As the DAODAS managers sputter about, looking for a slide to address this question or that, the governor gently pushes: We don't need a slide. Just give me your answer.

What about prevention, he wants to know: Sure, the Youth Access to Tobacco Study shows there are fewer places where kids can buy cigarettes, but "would that be meaningful prevention if you're a teenager?" (Probably not, comes the response.)

When a manager says there is less focus on prevention because DAODAS was "traditionally a treatment agency," the rejoinder is quick: "So it's the way we've always done it?"

Mr. Sanford's never-fully-answered question about whether the state gets more bang for the buck from prevention or treatment is just the start. All the questions from the governor and his staff go to the fundamentals.

Does the agency need more control over the 33 county authorities it contracts with to actually provide prevention and treatment programs? Does money go to programs that work, or just programs we're used to providing? (This one comes closest to getting a full answer, when the director of a local program admits that he finds himself focusing less on outcomes than on "chasing the dollar" and "where can I get my next grant and keep my staff on board.") And ultimately: Does the agency need to exist, or would we be better off if another agency passed out the grants and contracts?

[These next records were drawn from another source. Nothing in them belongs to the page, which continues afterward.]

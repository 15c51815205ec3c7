use serde::{Deserialize, Serialize};

/// An agent persona bound to a system prompt and the tools it may request.
#[derive(Debug, Clone, Serialize, Deserialize, PartialEq)]
pub struct Role {
    pub id: String,
    pub name: String,
    #[serde(default)]
    pub system_prompt: String,
    /// Routing keywords matched against task title and objective.
    #[serde(default)]
    pub keywords: Vec<String>,
    #[serde(default)]
    pub tools: Vec<String>,
    #[serde(default)]
    pub verifier: bool,
}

A Sanford aide asks about the DARE program; everyone agrees it's a waste of money, continued only because of politics. Mr. Carter pipes up: "See there; we got an outcome of the budget hearings. We just saved $200,000."

Mr. Sanford is delighted. But not satisfied. "If you were to pick four other things that just flat don't make sense, what would they be?" he asks.

After a couple of items get named, an aide tries to change the subject. "Wait, wait, wait," Mr. Sanford interjects. "Could we come back to that? We've got two things you're going to work on. Give me two more."

And so it goes. No one in the packed room is safe. At one point, Mr. Sanford points to a woman sitting along the wall and asks: "What's your name? Is there anything that jumps out at you?"

At meeting's end, the list is still incomplete, so Mr. Sanford assigns homework: Give me a detailed budget that explains every program you offer, and rates its effectiveness on a scale of one to five. It will help you in setting priorities, he tells the officials. And, he adds, underlining the ultimate point of these hearings, "it will help us in making decisions."